Der Amaro Lucano soll aus mehr als 30 Kräutern bestehen, vermutet werden anderem römischer Wermut, Wermut, Muskatellersalbei, Pontischer Beifuß, Schafgarbe, Mariendistel, Lavendel, Anis, Fenchel, Muskat, Kardamon, Zitrusschale, süße Orangenschale, italienische Weinraute, französische Enzian-Wurzeln, Chinarinde, Safran, Engelwurz und Holunderblüten aus Osteuropa und südafrikanische Aloe. Die Herstellung beginnt mit der Trocknung der Kräuter, von denen einige dann gemahlen und andere zerschrotet mit Alkohol und Wasser zwischen 12 und 24 Stunden lang mit eine Temperatur von rund 60 Grad mazeriert oder genauer digeriert werden: Das heißt sie werden eingeweicht, damit die löslichen Bestandteile wie Farb- und Aromastoffe in das Alkohol-Wasser-Gemisch übergehen. Es ist ein rein physikalischer Vorgang und hat nichts mit einem Gärungsprozess wie beim Weinmachen zu tun. Danach wird das gefärbte und aromatisierte Gemisch abgepresst und mit ätherischen Ölen wie Zimtöl, Alkohol und Wasser zu einem Extrakt aufbereitet. In riesigen Absetzbecken trennt die Schwerkraft die schweren Sedimente von der Flüssigkeit während die leichten wie ein Tresterhut an der Oberfläche schwimmen. Drei bis vier Monate dauert dieser Prozess, bei dem alles getan wird, um die organoleptischen Veränderungen, also von Geruch, Geschmack, Aussehen und Farbe, zu minimieren. Für die anschließende Produktion wird nur die reine, gefilterte Flüssigkeit des Extrakts verwendet. Jetzt wird mit Wasser, Zuckersirup, Alkohol und Karamell gemäß dem traditionellen Rezept abgeschmeckt und analysiert und dann im Edelstahl gelagert bis nach erneuter Filtrierung und Analyse der Likör mit 28% Alkohol fertig ist zur Abfüllung.

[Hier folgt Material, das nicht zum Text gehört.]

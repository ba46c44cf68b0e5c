use serde_json::{Map, json};

use super::{SiteMetadata, StudySite};
use crate::bins::BinSpec;
use crate::error::Result;
use crate::seasons::{Month, SeasonMonthMap};
use crate::setup::{SummaryReportSpec, config_setup_fn, summary_report_fn, update_params_fn};

/// Birth cohort at Rafin Marke (Garki project), compared on the `(0, 1]` age
/// bin only. Counts come from the Garki parasitology CSV, attached with
/// [`StudySite::with_reference`].
pub fn rafin_marke_babies() -> Result<StudySite> {
    let metadata = SiteMetadata {
        village: "Matsari".to_string(),
        parasitemia_bins: BinSpec::new(vec![0.0, 16.0, 70.0, 409.0, f64::INFINITY])?,
        age_bins: BinSpec::new(vec![0.0, 1.0, 4.0, 8.0, 18.0, 28.0, 43.0, f64::INFINITY])?,
        seasons: vec!["DC2".to_string(), "DH2".to_string(), "W2".to_string()],
        seasons_by_month: SeasonMonthMap::new([
            (Month::May, "DH2"),
            (Month::September, "W2"),
            (Month::January, "DC2"),
        ])?,
    };

    let mut cohort = Map::new();
    cohort.insert(
        "Demographics_Filenames".to_string(),
        json!(["Calibration\\birth_cohort_demographics_babies.json"]),
    );
    cohort.insert(
        "Age_Initialization_Distribution_Type".to_string(),
        json!("DISTRIBUTION_SIMPLE"),
    );
    cohort.insert("Base_Population_Scale_Factor".to_string(), json!(10));
    cohort.insert("Birth_Rate_Dependence".to_string(), json!("FIXED_BIRTH_RATE"));
    cohort.insert(
        "Death_Rate_Dependence".to_string(),
        json!("NONDISEASE_MORTALITY_OFF"),
    );
    cohort.insert("Enable_Birth".to_string(), json!(1));
    cohort.insert("Enable_Vital_Dynamics".to_string(), json!(1));
    cohort.insert("Maternal_Antibodies_Type".to_string(), json!("SIMPLE_WANING"));

    let setup = vec![
        config_setup_fn(365 * 2),
        summary_report_fn(SummaryReportSpec {
            start: 365.0,
            interval: 365.0 / 12.0,
            description: "Monthly_Report".to_string(),
            parasitemia_bins: vec![0.0, 16.0, 70.0, 409.0, 4000000.0],
            age_bins: vec![1.0, 4.0, 8.0, 18.0, 28.0, 43.0, 400000.0],
        }),
        update_params_fn(cohort),
    ];

    Ok(StudySite::new("Rafin_Marke_babies", metadata)
        .with_age_filter(1.0)
        .with_setup(setup))
}
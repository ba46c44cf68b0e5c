use std::collections::BTreeMap;
use std::fmt;
use std::str::FromStr;

use serde::{Deserialize, Serialize};

use crate::error::{CalibError, Result};

#[derive(Debug, Clone, Copy, PartialEq, Eq, PartialOrd, Ord, Hash)]
pub enum Month {
    January,
    February,
    March,
    April,
    May,
    June,
    July,
    August,
    September,
    October,
    November,
    December,
}

impl Month {
    pub const ALL: [Month; 12] = [
        Month::January,
        Month::February,
        Month::March,
        Month::April,
        Month::May,
        Month::June,
        Month::July,
        Month::August,
        Month::September,
        Month::October,
        Month::November,
        Month::December,
    ];

    /// Calendar position, January = 1.
    pub fn number(self) -> u32 {
        self as u32 + 1
    }

    pub fn name(self) -> &'static str {
        match self {
            Month::January => "January",
            Month::February => "February",
            Month::March => "March",
            Month::April => "April",
            Month::May => "May",
            Month::June => "June",
            Month::July => "July",
            Month::August => "August",
            Month::September => "September",
            Month::October => "October",
            Month::November => "November",
            Month::December => "December",
        }
    }

    /// Simulation day standing in for the whole month. Months are taken as 30
    /// days long, so this is 15, 45, ..., 345 rather than a true day-of-year.
    pub fn representative_day(self) -> u32 {
        (self.number() - 1) * 30 + 15
    }
}

impl fmt::Display for Month {
    fn fmt(&self, f: &mut fmt::Formatter<'_>) -> fmt::Result {
        f.write_str(self.name())
    }
}

impl FromStr for Month {
    type Err = CalibError;

    fn from_str(s: &str) -> Result<Self> {
        Month::ALL
            .into_iter()
            .find(|m| m.name().eq_ignore_ascii_case(s.trim()))
            .ok_or_else(|| CalibError::UnknownMonth(s.to_string()))
    }
}

/// Month to season-label mapping, usable in both directions.
///
/// Every season label is reached from exactly one month; that is checked when
/// the map is built, so `month_for` never has to pick between candidates.
#[derive(Debug, Clone, PartialEq, Serialize, Deserialize)]
#[serde(
    try_from = "BTreeMap<String, String>",
    into = "BTreeMap<String, String>"
)]
pub struct SeasonMonthMap {
    by_month: BTreeMap<Month, String>,
    by_season: BTreeMap<String, Month>,
}

impl SeasonMonthMap {
    pub fn new<S, I>(pairs: I) -> Result<Self>
    where
        S: Into<String>,
        I: IntoIterator<Item = (Month, S)>,
    {
        let mut by_month = BTreeMap::new();
        for (month, season) in pairs {
            if by_month.insert(month, season.into()).is_some() {
                return Err(CalibError::InvalidInput(format!(
                    "{month} appears twice in seasons_by_month"
                )));
            }
        }

        let mut months_by_season: BTreeMap<&str, Vec<Month>> = BTreeMap::new();
        for (month, season) in &by_month {
            months_by_season.entry(season.as_str()).or_default().push(*month);
        }
        if let Some((season, months)) = months_by_season.iter().find(|(_, m)| m.len() > 1) {
            return Err(CalibError::AmbiguousSeasonMapping {
                season: season.to_string(),
                months: months.clone(),
            });
        }

        let by_season = by_month
            .iter()
            .map(|(month, season)| (season.clone(), *month))
            .collect();
        Ok(Self {
            by_month,
            by_season,
        })
    }

    pub fn month_for(&self, season: &str) -> Option<Month> {
        self.by_season.get(season).copied()
    }

    pub fn date_for(&self, season: &str) -> Option<u32> {
        self.month_for(season).map(Month::representative_day)
    }

    pub fn season_for(&self, month: Month) -> Option<&str> {
        self.by_month.get(&month).map(String::as_str)
    }

    /// Pairs in calendar order.
    pub fn iter(&self) -> impl Iterator<Item = (Month, &str)> {
        self.by_month.iter().map(|(m, s)| (*m, s.as_str()))
    }

    pub fn len(&self) -> usize {
        self.by_month.len()
    }

    pub fn is_empty(&self) -> bool {
        self.by_month.is_empty()
    }
}

impl TryFrom<BTreeMap<String, String>> for SeasonMonthMap {
    type Error = CalibError;

    fn try_from(raw: BTreeMap<String, String>) -> Result<Self> {
        let pairs = raw
            .into_iter()
            .map(|(month, season)| Ok((month.parse::<Month>()?, season)))
            .collect::<Result<Vec<_>>>()?;
        SeasonMonthMap::new(pairs)
    }
}

impl From<SeasonMonthMap> for BTreeMap<String, String> {
    fn from(map: SeasonMonthMap) -> Self {
        map.by_month
            .into_iter()
            .map(|(month, season)| (month.name().to_string(), season))
            .collect()
    }
}
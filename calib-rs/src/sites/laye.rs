use super::{OuedraogoCounts, StudySite, ouedraogo_site};
use crate::error::Result;

// Digitized by J. Gerardin from Ouedraogo et al., JID 2015.
// Entries are counts of individual observations.
const COUNTS: OuedraogoCounts = [
    (
        "start_wet",
        [[2, 0, 0, 0, 1, 1], [4, 1, 2, 3, 2, 6], [7, 9, 4, 2, 4, 1]],
        [[0, 0, 0, 5, 0, 0], [3, 9, 8, 1, 0, 0], [16, 4, 6, 1, 0, 0]],
    ),
    (
        "peak_wet",
        [[0, 1, 0, 1, 1, 0], [13, 1, 0, 3, 0, 1], [9, 12, 3, 0, 1, 0]],
        [[1, 0, 1, 1, 0, 0], [2, 4, 8, 4, 1, 0], [7, 10, 5, 3, 0, 0]],
    ),
    (
        "end_wet",
        [[1, 0, 0, 0, 1, 0], [8, 1, 1, 6, 3, 1], [10, 11, 4, 2, 0, 0]],
        [[1, 0, 0, 1, 0, 0], [7, 9, 3, 1, 0, 0], [14, 10, 3, 0, 0, 0]],
    ),
];

pub fn laye() -> Result<StudySite> {
    ouedraogo_site("Laye", &COUNTS)
}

Während Restaurants in aller Welt schon seit vielen Jahren in kleinen Schlucken erobert werden, strebt das Unternehmen mit Vehemenz in die internationale Bar Szene. Dafür hat man das Image vom Amaro Lucano als Digestiv oder Aperitif durch eine Reihe Cocktails erweitert, mit denen die Bartenderkunst angeregt werden soll. In den USA, wo Jägermeister bekanntlich schon vor Jahren den Weg für Kräuterbitter geebnet hatte, wurde der Auftritt von Amaro Lucano 2014 mit der Goldmedaille beim San Francisco World Spirits-Wettbewerb belohnt.

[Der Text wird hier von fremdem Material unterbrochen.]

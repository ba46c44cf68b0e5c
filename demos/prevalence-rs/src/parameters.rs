use serde::Deserialize;

#[derive(Debug, Clone, Deserialize)]
pub struct Parameters {
    #[serde(default = "default_coverages")]
    pub coverages: Vec<f64>,
    #[serde(default = "default_num_seeds")]
    pub num_seeds: u64,
    #[serde(default = "default_smc_start_day")]
    pub smc_start_day: u32,
    #[serde(default = "default_agemax")]
    pub agemax: u32,
    #[serde(default = "default_drug")]
    pub drug: String,
    /// Finished simulations to analyze.
    #[serde(default)]
    pub reports: Vec<ReportRef>,
}

/// A summary report file, by its key under `model.files`, with the sweep
/// values of the simulation that wrote it.
#[derive(Debug, Clone, Deserialize)]
pub struct ReportRef {
    pub file: String,
    #[serde(rename = "Coverage")]
    pub coverage: f64,
    #[serde(rename = "Run_Number")]
    pub run_number: u64,
}

fn default_coverages() -> Vec<f64> {
    vec![0.6, 0.7, 0.8, 0.9, 1.0]
}

fn default_num_seeds() -> u64 {
    10
}

fn default_smc_start_day() -> u32 {
    180
}

fn default_agemax() -> u32 {
    5
}

fn default_drug() -> String {
    "DP".to_string()
}
use std::collections::BTreeMap;

use malaria_calib::analysis::{AgePrevalence, run_stats};

pub const PREVALENCE_HEADERS: [&str; 6] = ["age", "day", "Coverage", "min", "max", "mean"];

/// (age bin, day, coverage) keyed by bit patterns so floats can sort.
type ArmKey = (u64, usize, u64);

#[derive(Default)]
pub struct PrevalenceByArm {
    runs: BTreeMap<ArmKey, Vec<f64>>,
}

impl PrevalenceByArm {
    pub fn add_run(&mut self, coverage: f64, prevalence: &[AgePrevalence]) {
        for p in prevalence {
            self.runs
                .entry((p.age.to_bits(), p.day, coverage.to_bits()))
                .or_default()
                .push(p.prevalence);
        }
    }

    /// Min, max and mean across runs for every (age, day, coverage).
    pub fn rows(&self) -> Vec<Vec<String>> {
        self.runs
            .iter()
            .filter_map(|((age, day, coverage), values)| {
                let stats = run_stats(values)?;
                Some(vec![
                    f64::from_bits(*age).to_string(),
                    day.to_string(),
                    f64::from_bits(*coverage).to_string(),
                    stats.min.to_string(),
                    stats.max.to_string(),
                    stats.mean.to_string(),
                ])
            })
            .collect()
    }
}

#[cfg(test)]
mod test {
    use super::*;

    #[test]
    fn test_runs_are_pooled_per_arm() {
        let mut arms = PrevalenceByArm::default();
        let run = |p: f64| {
            vec![AgePrevalence {
                age: 5.0,
                day: 0,
                prevalence: p,
            }]
        };
        arms.add_run(0.6, &run(0.2));
        arms.add_run(0.6, &run(0.4));
        arms.add_run(1.0, &run(0.1));

        let rows = arms.rows();
        assert_eq!(rows.len(), 2);
        assert_eq!(rows[0], vec!["5", "0", "0.6", "0.2", "0.4", "0.30000000000000004"]);
        assert_eq!(rows[1][2], "1");
    }
}
//! Malaria disease and drug parameter sets.

use serde_json::{Map, Value, json};

pub fn disease_params() -> Map<String, Value> {
    let mut params = Map::new();
    params.insert("Malaria_Model".to_string(), json!("MALARIA_MECHANISTIC_MODEL"));
    params.insert(
        "Malaria_Strain_Model".to_string(),
        json!("FALCIPARUM_RANDOM_STRAIN"),
    );
    params
}

/// Disease parameters with concentration-versus-time drug PKPD.
pub fn drug_params() -> Map<String, Value> {
    let mut params = disease_params();
    params.insert("PKPD_Model".to_string(), json!("CONCENTRATION_VERSUS_TIME"));
    params.insert("Genome_Markers".to_string(), json!([]));
    params
}

/// Drug parameters with adaptive immunity switched off.
pub fn innate_only() -> Map<String, Value> {
    let mut params = drug_params();
    for name in [
        "Antibody_Capacity_Growth_Rate",
        "Max_MSP1_Antibody_Growthrate",
        "Min_Adapted_Response",
    ] {
        params.insert(name.to_string(), json!(0));
    }
    params
}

Die Marke wächst, aber die Wurzeln bleiben in der Basilikata, deren romantische Landschaften in dem geheimnisvollen Mix von Rauheit und Süße in jeder Flasche Lucano Amaro verkörpert werden. "Che cosa vuoi di più dalla vita? Un Lucano!" – "Was willst du mehr vom Leben? Einen LUCANO!“, dieser geniale Werbespruch aus der Marketing-Kampagne ist im italienischen Alltag so berühmt geworden, dass er schon mehrfach parodiert wurde, unter anderem von dem kalabrischen Kabarettisten Rocco Barbaro. Der Slogan hat dazu beigetragen, dass Amaro Lucano endgültig zu einem der bekanntesten Amari in Italien geworden ist.

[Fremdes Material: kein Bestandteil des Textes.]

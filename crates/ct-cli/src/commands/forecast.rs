//! Forecast command: project net emissions past the observed trend.

use std::fmt::Write;
use std::path::Path;

use anyhow::{Context, Result};
use ct_core::{EmissionFactors, FORECAST_HORIZON, ForecastPoint, Granularity, aggregate};

use super::format_bucket;
use crate::input::read_records;

/// Runs `ct forecast`.
pub fn run(
    input: &Path,
    factors: &EmissionFactors,
    granularity: Granularity,
    json: bool,
) -> Result<()> {
    let records = read_records(input)?;
    let trend =
        aggregate(&records, factors, granularity).context("failed to aggregate records")?;
    let projected = ct_core::forecast(&trend, granularity);

    if json {
        println!("{}", serde_json::to_string_pretty(&projected)?);
    } else {
        print!("{}", format_forecast(&projected, granularity));
    }

    Ok(())
}

/// Formats the human-readable forecast table.
pub fn format_forecast(projected: &[ForecastPoint], granularity: Granularity) -> String {
    let mut output = String::new();
    writeln!(
        output,
        "CARBON FORECAST ({granularity} buckets, {FORECAST_HORIZON} ahead)"
    )
    .unwrap();
    writeln!(output).unwrap();

    if projected.is_empty() {
        writeln!(output, "No activity records in the input.").unwrap();
        return output;
    }

    writeln!(output, "{:<12}{:>13}", "BUCKET", "PROJECTED NET").unwrap();
    for point in projected {
        writeln!(
            output,
            "{:<12}{:>13.2}",
            format_bucket(point.time, granularity),
            point.net
        )
        .unwrap();
    }

    output
}
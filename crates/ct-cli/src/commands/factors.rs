//! Factors command: show the effective emission-factor table.

use std::fmt::Write;

use anyhow::Result;
use ct_core::EmissionFactors;

/// Runs `ct factors`.
pub fn run(factors: &EmissionFactors, json: bool) -> Result<()> {
    if json {
        println!("{}", serde_json::to_string_pretty(factors)?);
    } else {
        print!("{}", format_factors(factors));
    }
    Ok(())
}

/// Formats the factor table with the unit each factor converts from.
pub fn format_factors(factors: &EmissionFactors) -> String {
    let rows = [
        ("grid_energy", factors.grid_energy, "kg CO2e/kWh"),
        ("diesel", factors.diesel, "kg CO2e/L"),
        ("petrol", factors.petrol, "kg CO2e/L"),
        ("hybrid", factors.hybrid, "kg CO2e/L"),
        ("transport", factors.transport, "kg CO2e/ton-km"),
        ("landfill_waste", factors.landfill_waste, "kg CO2e/kg"),
        ("water", factors.water, "kg CO2e/m³"),
        ("standard_material", factors.standard_material, "kg CO2e/ton"),
        (
            "sustainable_material",
            factors.sustainable_material,
            "kg CO2e/ton",
        ),
    ];

    let mut output = String::new();
    writeln!(output, "EMISSION FACTORS").unwrap();
    writeln!(output).unwrap();
    for (name, value, unit) in rows {
        writeln!(output, "{name:<22}{value:>8.2}  {unit}").unwrap();
    }
    output
}
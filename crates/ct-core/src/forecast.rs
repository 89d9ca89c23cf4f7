//! Net-emission forecasting via ordinary least-squares regression.
//!
//! Projects the aggregated trend forward by a fixed horizon. The fit is a
//! single-variable linear regression over bucket indices with plain
//! left-to-right accumulation, so identical inputs reproduce identical
//! outputs bit for bit.

use chrono::{DateTime, Utc};
use serde::{Deserialize, Serialize};

use crate::aggregate::{Granularity, TrendPoint};

/// Number of future buckets projected beyond the observed trend.
pub const FORECAST_HORIZON: usize = 6;

/// One projected future bucket.
///
/// `net` and `emissions` are clamped to be non-negative; `savings` is
/// always zero (forecasting savings is an explicit non-goal).
#[derive(Debug, Clone, Copy, PartialEq, Serialize, Deserialize)]
pub struct ForecastPoint {
    /// Projected bucket start time.
    pub time: DateTime<Utc>,

    /// Projected emissions, equal to `net`.
    pub emissions: f64,

    /// Always 0.0.
    pub savings: f64,

    /// Projected net emissions, clamped at zero.
    pub net: f64,
}

/// Projects the trend's `net` series forward by [`FORECAST_HORIZON`] buckets.
///
/// The input is resorted ascending defensively in case the caller did not
/// come through the aggregator. With fewer than two points the slope is
/// defined as zero rather than failing on the degenerate series; an empty
/// input yields an empty forecast. This function never fails for finite
/// numeric input.
#[expect(
    clippy::cast_precision_loss,
    reason = "bucket counts are far below f64's integer range"
)]
pub fn forecast(trend: &[TrendPoint], granularity: Granularity) -> Vec<ForecastPoint> {
    if trend.is_empty() {
        return Vec::new();
    }

    let mut points: Vec<&TrendPoint> = trend.iter().collect();
    points.sort_by_key(|p| p.time);

    // Index in sorted order is the independent variable, net the dependent.
    let mut sum_x = 0.0;
    let mut sum_y = 0.0;
    let mut sum_xy = 0.0;
    let mut sum_xx = 0.0;
    for (i, point) in points.iter().enumerate() {
        let x = i as f64;
        sum_x += x;
        sum_y += point.net;
        sum_xy += x * point.net;
        sum_xx += x * x;
    }

    let n = points.len() as f64;
    let denominator = n * sum_xx - sum_x * sum_x;
    // Zero denominator means fewer than 2 distinct indices; flat projection.
    let slope = if denominator == 0.0 {
        0.0
    } else {
        (n * sum_xy - sum_x * sum_y) / denominator
    };
    let intercept = (sum_y - slope * sum_x) / n;

    tracing::debug!(points = points.len(), slope, intercept, "fitted trend line");

    let last_time = points[points.len() - 1].time;
    let mut time = last_time;
    (1..=FORECAST_HORIZON)
        .map(|i| {
            time = granularity.step(time);
            let net = (slope * (n + i as f64) + intercept).max(0.0);
            ForecastPoint {
                time,
                emissions: net,
                savings: 0.0,
                net,
            }
        })
        .collect()
}
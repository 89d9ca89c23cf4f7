//! CLI subcommand implementations.

pub mod factors;
pub mod forecast;
pub mod trend;

use chrono::{DateTime, Utc};
use ct_core::Granularity;

/// Formats a bucket start time for table output.
///
/// Daily buckets render as a date, monthly buckets as year-month.
pub fn format_bucket(time: DateTime<Utc>, granularity: Granularity) -> String {
    match granularity {
        Granularity::Daily => time.format("%Y-%m-%d").to_string(),
        Granularity::Monthly => time.format("%Y-%m").to_string(),
    }
}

Wir haben einige Schlückchen Amaro Lucano verkostet:
Im Glas funkelt dieses transparente, leicht rötliche Karamellbraun, das edelsteinmäßig irgendwo zwischen Bernstein und einem Andalusit leuchtet. In der Nase tauchen Aromen auf von Eukalyptus, dunklen Kirschen, Sultaninen, Lavendel, Fenchel, Cola, Sandelholz, Piment und bitteren Kräutern. Am Gaumen flutet sogleich eine süßliche Kräutrigkeit und Würze an mit einer leichten, breiten und etwas erdigen Bitternote. Töne von Zitrus, Karamell, Cola, schwarzem Tee, Minze, Salbei und Kampfer tauchen auf und wieder ab, ohne sich irgendwie medizinisch zu verdichten. Süße und Bitterkeit erscheinen immer wieder in unterschiedlicher Ausprägung. Seine 28 Volumenprozent Alkohol sind weder brandig noch aggressiv. Der Amaro Lucano ist ein vollmundiger, ausgewogener und komplexer Bitter mit sanften Tönen.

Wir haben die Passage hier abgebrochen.